El campo es mi esperanza

Pese a soportar una matanza en su entorno en1988, un tío y dos primos, en el sector del Tomate, alto Sinú, Esmeralda González Bechara cree en el campo y hoy, aunque ya no está en la tierra que la vio nacer, mudó sus sueños a una tierra sucreña.

Sostiene esta emprendedora mujer “Mi mamá aún conserva tierra en Popayán (Córdoba), pero lo que yo viví como niña me dejó resistencia porque uno ve el dolor de los padres, de los tíos, del resto de mis primos y eso nunca se borra. Sucre me abrió las puertas hace catorce años para adquirir una tierra en San Benito Abad”.

Sus esfuerzos no se detuvieron y entonces cogió el camino del cultivo sustento de ella y su familia: el marañón. A la finca que llegaron “vimos las cualidades que tenía la tierra para sembrar marañón y empezamos a transformarlo”.

Para Esmeralda fue motivo de sorpresa ver los resultados que empezó a tener con el marañón. “Como vengo de Córdoba con la idea de que lo que produce es la ganadería y el maíz, empecé a sembrar el marañón en los linderos. Luego nos hemos dado cuenta de que el marañón es mejor que la ganadería y que el maíz, deja mucho más”.

Lo que parecía ser algo muy rentable lo confirmaron con la experiencia de un trabajador de la finca que, según Esmeralda, se curó de la diabetes. “Tenía azúcar en 400 y este hombre se levantó a comer marañón durante tres meses de seguido y fue curado de su diabetes. Se sigue manteniendo solo con los vinagres orgánicos del marañón”.

Después de catorce años de expereincia y de haber viajado a Israel y a Brasil para especializarse, hoy Esmeralda ha expandido el emprendimiento con el que soñó en el inicio y ha transformando la materia prima convirtiéndola en leche de almendras de marañón, jarabe, jalea y vinagre de marañón, entre otros.

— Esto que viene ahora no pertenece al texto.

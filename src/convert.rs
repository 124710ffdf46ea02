//! File-level orchestration: read each document export, run the parse
//! pipeline, and combine the per-document chapter trees into one guide.

use std::fs;
use std::path::{Path, PathBuf};

use anyhow::{Context, Result};
use chrono::Local;
use indicatif::{ProgressBar, ProgressStyle};
use rayon::prelude::*;
use tracing::{info, warn};

use crate::docjson::DocumentFile;
use crate::guide::{Chapter, GuideDocument};
use crate::parser::{self, metadata, Markers};

pub const DATA_DIR: &str = "data";
pub const OUTPUT_FILE_NAME: &str = "guide_data.json";

#[derive(Debug, thiserror::Error)]
pub enum CombineError {
    #[error("no source document parsed successfully")]
    NoValidFragments,
}

/// Convert `inputs` into one combined guide written to `output`.
/// Documents that fail to read or parse are skipped with a warning; the run
/// only fails when nothing survives.
pub fn run(inputs: &[PathBuf], output: &Path, title: &str) -> Result<()> {
    let markers = Markers::default();
    info!("Converting {} document(s)", inputs.len());

    let pb = ProgressBar::new(inputs.len() as u64);
    pb.set_style(
        ProgressStyle::default_bar()
            .template("[{elapsed_precise}] {bar:40} {pos}/{len}")?
            .progress_chars("=> "),
    );

    // Independent per-document parses; collect() keeps input order.
    let parsed: Vec<Option<Vec<Chapter>>> = inputs
        .par_iter()
        .map(|path| {
            let fragment = parse_file(path, &markers);
            pb.inc(1);
            fragment
        })
        .collect();
    pb.finish_and_clear();

    let fragments: Vec<Vec<Chapter>> = parsed.into_iter().flatten().collect();
    let skipped = inputs.len() - fragments.len();
    if skipped > 0 {
        warn!("{} document(s) skipped", skipped);
    }

    let guide = combine(fragments, title)?;
    let json = serde_json::to_string_pretty(&guide)?;
    fs::write(output, json)
        .with_context(|| format!("Failed to write {}", output.display()))?;

    println!(
        "Wrote {} chapter(s) to {}",
        guide.chapters.len(),
        output.display()
    );
    Ok(())
}

/// Input files for a bare invocation: every `*.json` in the data directory
/// except a previously written guide, in file-name order.
pub fn default_inputs() -> Result<Vec<PathBuf>> {
    scan_json_inputs(Path::new(DATA_DIR))
}

pub fn default_output() -> PathBuf {
    Path::new(DATA_DIR).join(OUTPUT_FILE_NAME)
}

fn scan_json_inputs(dir: &Path) -> Result<Vec<PathBuf>> {
    let mut files: Vec<PathBuf> = fs::read_dir(dir)
        .with_context(|| format!("Failed to read {}", dir.display()))?
        .filter_map(|entry| entry.ok().map(|e| e.path()))
        .filter(|p| p.extension().is_some_and(|ext| ext == "json"))
        .filter(|p| p.file_name().is_some_and(|name| name != OUTPUT_FILE_NAME))
        .collect();
    files.sort();
    Ok(files)
}

fn parse_file(path: &Path, markers: &Markers) -> Option<Vec<Chapter>> {
    let bytes = match fs::read(path) {
        Ok(bytes) => bytes,
        Err(e) => {
            warn!("Skipping {}: {}", path.display(), e);
            return None;
        }
    };
    let doc: DocumentFile = match serde_json::from_slice(&bytes) {
        Ok(doc) => doc,
        Err(e) => {
            warn!("Skipping {}: invalid document JSON: {}", path.display(), e);
            return None;
        }
    };
    Some(parser::parse_document(&doc, markers))
}

/// Merge per-document chapter trees, in input order, into the final guide.
pub fn combine(fragments: Vec<Vec<Chapter>>, title: &str) -> Result<GuideDocument, CombineError> {
    if fragments.is_empty() {
        return Err(CombineError::NoValidFragments);
    }

    let mut chapters = Vec::new();
    for mut fragment in fragments {
        for chapter in &mut fragment {
            normalize_raw_skills_key(chapter);
        }
        chapters.extend(fragment);
    }

    Ok(GuideDocument {
        updated_on: Local::now().format("%Y-%m-%d").to_string(),
        title: title.to_string(),
        chapters,
    })
}

/// Parsing occasionally leaves the skills label verbatim as a metadata key;
/// fold it into the normalized key here so the output never carries both.
fn normalize_raw_skills_key(chapter: &mut Chapter) {
    for section in &mut chapter.sections {
        for step in &mut section.steps {
            if let Some(value) = step.metadata.remove(metadata::RAW_SKILLS_LABEL) {
                step.metadata
                    .insert(metadata::SKILLS_QUESTS_KEY.to_string(), value);
            }
        }
    }
}
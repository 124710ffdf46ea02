//! The guide tree written out for the checklist page: chapters → sections →
//! steps, with footnotes relocated out of the main flow. Field names follow
//! what the renderer reads, so everything serializes camelCase.

use std::collections::BTreeMap;

use serde::Serialize;

#[derive(Debug, Clone, PartialEq, Serialize)]
pub struct Rgb {
    pub r: f64,
    pub g: f64,
    pub b: f64,
}

/// Style attributes carried only when the source run set them explicitly.
/// Absent fields stay absent in the output so the renderer applies its own
/// defaults.
#[derive(Debug, Clone, Default, PartialEq, Serialize)]
pub struct SpanStyle {
    #[serde(skip_serializing_if = "Option::is_none")]
    pub bold: Option<bool>,
    #[serde(skip_serializing_if = "Option::is_none")]
    pub italic: Option<bool>,
    #[serde(skip_serializing_if = "Option::is_none")]
    pub underline: Option<bool>,
    #[serde(skip_serializing_if = "Option::is_none")]
    pub strikethrough: Option<bool>,
    #[serde(skip_serializing_if = "Option::is_none")]
    pub color: Option<Rgb>,
    #[serde(rename = "fontSize", skip_serializing_if = "Option::is_none")]
    pub font_size: Option<f64>,
    #[serde(rename = "fontFamily", skip_serializing_if = "Option::is_none")]
    pub font_family: Option<String>,
    /// Hyperlink target for styled text runs (distinct from rich-link spans,
    /// which carry `url` on the span itself).
    #[serde(skip_serializing_if = "Option::is_none")]
    pub url: Option<String>,
    #[serde(rename = "isLink", skip_serializing_if = "Option::is_none")]
    pub is_link: Option<bool>,
}

#[derive(Debug, Clone, PartialEq, Serialize)]
pub struct FormattedSpan {
    pub text: String,
    #[serde(skip_serializing_if = "Option::is_none")]
    pub url: Option<String>,
    #[serde(rename = "isLink", skip_serializing_if = "is_false")]
    pub is_link: bool,
    #[serde(rename = "formatting")]
    pub style: SpanStyle,
}

impl FormattedSpan {
    pub fn plain(text: impl Into<String>) -> Self {
        FormattedSpan {
            text: text.into(),
            url: None,
            is_link: false,
            style: SpanStyle::default(),
        }
    }
}

fn is_false(v: &bool) -> bool {
    !*v
}

/// A step's body is either one run of spans or a list of independently
/// checkable sub-items. The renderer tells them apart by whether the first
/// content entry is itself an array, so this serializes untagged.
#[derive(Debug, Clone, PartialEq, Serialize)]
#[serde(untagged)]
pub enum StepContent {
    Spans(Vec<FormattedSpan>),
    Checklist(Vec<Vec<FormattedSpan>>),
}

impl StepContent {
    pub fn leading_text(&self) -> Option<&str> {
        match self {
            StepContent::Spans(spans) => spans.first().map(|s| s.text.as_str()),
            StepContent::Checklist(items) => {
                items.first().and_then(|i| i.first()).map(|s| s.text.as_str())
            }
        }
    }
}

#[derive(Debug, Clone, PartialEq, Serialize)]
pub struct NestedContent {
    pub level: u32,
    pub content: Vec<FormattedSpan>,
}

#[derive(Debug, Clone, PartialEq, Serialize)]
#[serde(rename_all = "camelCase")]
pub struct Step {
    pub content: StepContent,
    pub nested_content: Vec<NestedContent>,
    pub metadata: BTreeMap<String, String>,
    #[serde(skip_serializing_if = "Option::is_none")]
    pub additional_content: Option<Vec<Vec<FormattedSpan>>>,
}

impl Step {
    pub fn new(content: StepContent) -> Self {
        Step {
            content,
            nested_content: Vec::new(),
            metadata: BTreeMap::new(),
            additional_content: None,
        }
    }
}

#[derive(Debug, Clone, Copy, PartialEq, Eq, Serialize)]
#[serde(rename_all = "snake_case")]
pub enum FootnoteKind {
    ChapterFootnoteTitle,
    ChapterFootnote,
    ChapterFootnoteNested,
    SectionFootnote,
}

#[derive(Debug, Clone, PartialEq, Serialize)]
pub struct Footnote {
    pub content: Vec<FormattedSpan>,
    #[serde(rename = "type")]
    pub kind: FootnoteKind,
    #[serde(skip_serializing_if = "Option::is_none")]
    pub level: Option<u32>,
}

#[derive(Debug, Clone, PartialEq, Serialize)]
pub struct Section {
    pub title: String,
    pub steps: Vec<Step>,
    pub footnotes: Vec<Footnote>,
}

impl Section {
    pub fn new(title: impl Into<String>) -> Self {
        Section {
            title: title.into(),
            steps: Vec::new(),
            footnotes: Vec::new(),
        }
    }
}

#[derive(Debug, Clone, PartialEq, Serialize)]
#[serde(rename_all = "camelCase")]
pub struct Chapter {
    pub title: String,
    #[serde(skip_serializing_if = "Option::is_none")]
    pub title_formatted: Option<Vec<FormattedSpan>>,
    pub sections: Vec<Section>,
    pub footnotes: Vec<Footnote>,
}

impl Chapter {
    pub fn new(title: impl Into<String>, title_formatted: Option<Vec<FormattedSpan>>) -> Self {
        Chapter {
            title: title.into(),
            title_formatted,
            sections: Vec::new(),
            footnotes: Vec::new(),
        }
    }
}

#[derive(Debug, Clone, PartialEq, Serialize)]
#[serde(rename_all = "camelCase")]
pub struct GuideDocument {
    pub updated_on: String,
    pub title: String,
    pub chapters: Vec<Chapter>,
}
use std::collections::{HashMap, HashSet};

use catmerge_core::{
    conflict::{Conflict, ConflictKind},
    ids::StandardItemId,
    item::{StandardItem, SubKind, TenantItem},
};
use tracing::debug;

/// Compute every collision between the requested standard items and the
/// tenant's existing rows. Pure: operates on snapshots, no side effects,
/// safe to call repeatedly.
///
/// Tenant rows already imported from one of the requested ids are excluded
/// from the collision indexes; those requests resolve to "already imported"
/// at execute time rather than to a conflict here.
pub(crate) fn detect(existing: &[TenantItem], requested: &[StandardItem]) -> Vec<Conflict> {
    let requested_ids: HashSet<StandardItemId> = requested.iter().map(|s| s.id).collect();

    let mut names: HashMap<(Option<SubKind>, String), &TenantItem> = HashMap::new();
    let mut orders: HashMap<(Option<SubKind>, i64), &TenantItem> = HashMap::new();
    let mut next_order: HashMap<Option<SubKind>, i64> = HashMap::new();

    for item in existing {
        let key = item.sub_kind();
        // suggested_order is appended past every existing order, including
        // rows slated for replacement, so suggestions never reuse a slot.
        let next = next_order.entry(key).or_insert(1);
        if item.order_value >= *next {
            *next = item.order_value + 1;
        }
        if item
            .reference_id
            .is_some_and(|reference| requested_ids.contains(&reference))
        {
            continue;
        }
        names.insert((key, item.normalized_name()), item);
        orders.insert((key, item.order_value), item);
    }

    let mut conflicts = Vec::new();
    for standard in requested {
        let key = standard.sub_kind();
        if existing
            .iter()
            .any(|t| t.reference_id == Some(standard.id))
        {
            continue;
        }

        let name_hit = names.get(&(key, standard.normalized_name())).copied();
        let order_hit = orders.get(&(key, standard.order_value)).copied();

        let kind = match (name_hit, order_hit) {
            (Some(_), Some(_)) => ConflictKind::Both,
            (Some(_), None) => ConflictKind::Name,
            (None, Some(_)) => ConflictKind::Order,
            (None, None) => continue,
        };

        let suggested_order = if kind.involves_order() {
            let next = next_order.entry(key).or_insert(1);
            let suggestion = *next;
            *next += 1;
            suggestion
        } else {
            standard.order_value
        };

        debug!(
            standard = %standard.id,
            name = %standard.name,
            kind = kind.as_str(),
            suggested_order,
            "conflict detected"
        );

        // For a Both conflict the name collision names the colliding row.
        let colliding = name_hit.or(order_hit).cloned();
        if let Some(existing_item) = colliding {
            conflicts.push(Conflict {
                standard_item: standard.clone(),
                kind,
                existing: existing_item,
                suggested_order,
            });
        }
    }

    conflicts
}
use serde::{Deserialize, Serialize};

use crate::error::CoreError;
use crate::ids::{StandardItemId, TenantId};
use crate::item::{CatalogFilter, ItemType, StandardItem, TenantItem};

/// Which uniqueness invariant a candidate import would violate.
#[derive(Debug, Clone, Copy, PartialEq, Eq, Serialize, Deserialize)]
pub enum ConflictKind {
    Name,
    Order,
    Both,
}

impl ConflictKind {
    pub fn as_str(&self) -> &'static str {
        match self {
            Self::Name => "name",
            Self::Order => "order",
            Self::Both => "both",
        }
    }

    pub fn involves_name(&self) -> bool {
        matches!(self, Self::Name | Self::Both)
    }

    pub fn involves_order(&self) -> bool {
        matches!(self, Self::Order | Self::Both)
    }
}

/// One detected collision between a candidate import and the tenant's
/// existing rows. Transient: produced by detection, consumed by planning,
/// discarded after the import completes.
#[derive(Debug, Clone, Serialize, Deserialize)]
pub struct Conflict {
    pub standard_item: StandardItem,
    pub kind: ConflictKind,
    pub existing: TenantItem,
    /// Unused order value strictly greater than everything in the partition
    /// at detection time. Accepting every suggestion verbatim yields a valid
    /// plan.
    pub suggested_order: i64,
}

#[derive(Debug, Clone, Copy, PartialEq, Eq, Serialize, Deserialize)]
pub enum ResolutionAction {
    Skip,
    Rename,
    Reorder,
}

impl ResolutionAction {
    pub fn as_str(&self) -> &'static str {
        match self {
            Self::Skip => "skip",
            Self::Rename => "rename",
            Self::Reorder => "reorder",
        }
    }

    pub fn parse(s: &str) -> Result<Self, CoreError> {
        match s {
            "skip" => Ok(Self::Skip),
            "rename" => Ok(Self::Rename),
            "reorder" => Ok(Self::Reorder),
            _ => Err(CoreError::InvalidData(format!(
                "unknown resolution action: {s}"
            ))),
        }
    }
}

/// A caller-supplied decision for one conflicting item. `Rename` requires
/// `new_name`, `Reorder` requires `new_order`; whichever optional field is
/// present is applied, so a `Both` conflict can be cleared with a single
/// resolution carrying both fields.
#[derive(Debug, Clone, PartialEq, Eq, Serialize, Deserialize)]
pub struct Resolution {
    pub action: ResolutionAction,
    pub new_name: Option<String>,
    pub new_order: Option<i64>,
}

impl Resolution {
    pub fn skip() -> Self {
        Self {
            action: ResolutionAction::Skip,
            new_name: None,
            new_order: None,
        }
    }

    pub fn rename(new_name: impl Into<String>) -> Self {
        Self {
            action: ResolutionAction::Rename,
            new_name: Some(new_name.into()),
            new_order: None,
        }
    }

    pub fn reorder(new_order: i64) -> Self {
        Self {
            action: ResolutionAction::Reorder,
            new_name: None,
            new_order: Some(new_order),
        }
    }

    pub fn rename_and_reorder(new_name: impl Into<String>, new_order: i64) -> Self {
        Self {
            action: ResolutionAction::Rename,
            new_name: Some(new_name.into()),
            new_order: Some(new_order),
        }
    }
}

/// One accepted item with its final values, ready to commit.
#[derive(Debug, Clone, Serialize, Deserialize)]
pub struct PlannedImport {
    pub standard: StandardItem,
    pub name: String,
    pub order_value: i64,
    /// Set when the partition already has a default item; the copy is created
    /// with its default flag cleared.
    pub demote_default: bool,
}

/// A validated, concrete import plan. Applying it cannot violate the name or
/// order invariants barring a concurrent write between plan and execute.
#[derive(Debug, Clone, Serialize, Deserialize)]
pub struct ImportPlan {
    pub tenant_id: TenantId,
    pub item_type: ItemType,
    #[serde(skip)]
    pub filter: CatalogFilter,
    pub entries: Vec<PlannedImport>,
    pub skipped: Vec<SkippedItem>,
}

/// Fixed vocabulary of skip reasons surfaced to the caller.
#[derive(Debug, Clone, Copy, PartialEq, Eq, Serialize, Deserialize)]
pub enum SkipReason {
    UserSkipped,
    AlreadyImported,
    CommitConflict,
}

impl SkipReason {
    pub fn as_str(&self) -> &'static str {
        match self {
            Self::UserSkipped => "user skipped",
            Self::AlreadyImported => "already imported",
            Self::CommitConflict => "conflict at commit time",
        }
    }
}

impl std::fmt::Display for SkipReason {
    fn fmt(&self, f: &mut std::fmt::Formatter<'_>) -> std::fmt::Result {
        write!(f, "{}", self.as_str())
    }
}

#[derive(Debug, Clone, PartialEq, Eq, Serialize, Deserialize)]
pub struct SkippedItem {
    pub standard_item_id: StandardItemId,
    pub name: String,
    pub reason: SkipReason,
}

/// Outcome of one execute call. Committed items stand even when others were
/// skipped; the caller re-runs for the skipped subset after adjusting
/// resolutions.
#[derive(Debug, Clone, Default, Serialize, Deserialize)]
pub struct ImportResult {
    pub imported: Vec<TenantItem>,
    pub skipped: Vec<SkippedItem>,
}

impl ImportResult {
    pub fn skipped_for(&self, id: StandardItemId) -> Option<SkipReason> {
        self.skipped
            .iter()
            .find(|s| s.standard_item_id == id)
            .map(|s| s.reason)
    }
}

Recientemente fue beneficiaria del Fondo Emprender del SENA y con el respaldo económico que recibió va a sembrar marañón en las 250 hectáreas que tiene su finca, en la cual hasta ahora solo tiene sembradas 22.
Esmeralda que es considerada una verdadera emprendedora cordobesa residente en el departamento de Sucre, hace poco firmó contrato con tres familias restituidas que en su momento también fueron desplazadas de la violencia y que hoy destinarán sus fincas a sembrar marañón. Esto como parte de la estrategia “Agricultura por contrato” que tiene en marcha el gobierno nacional.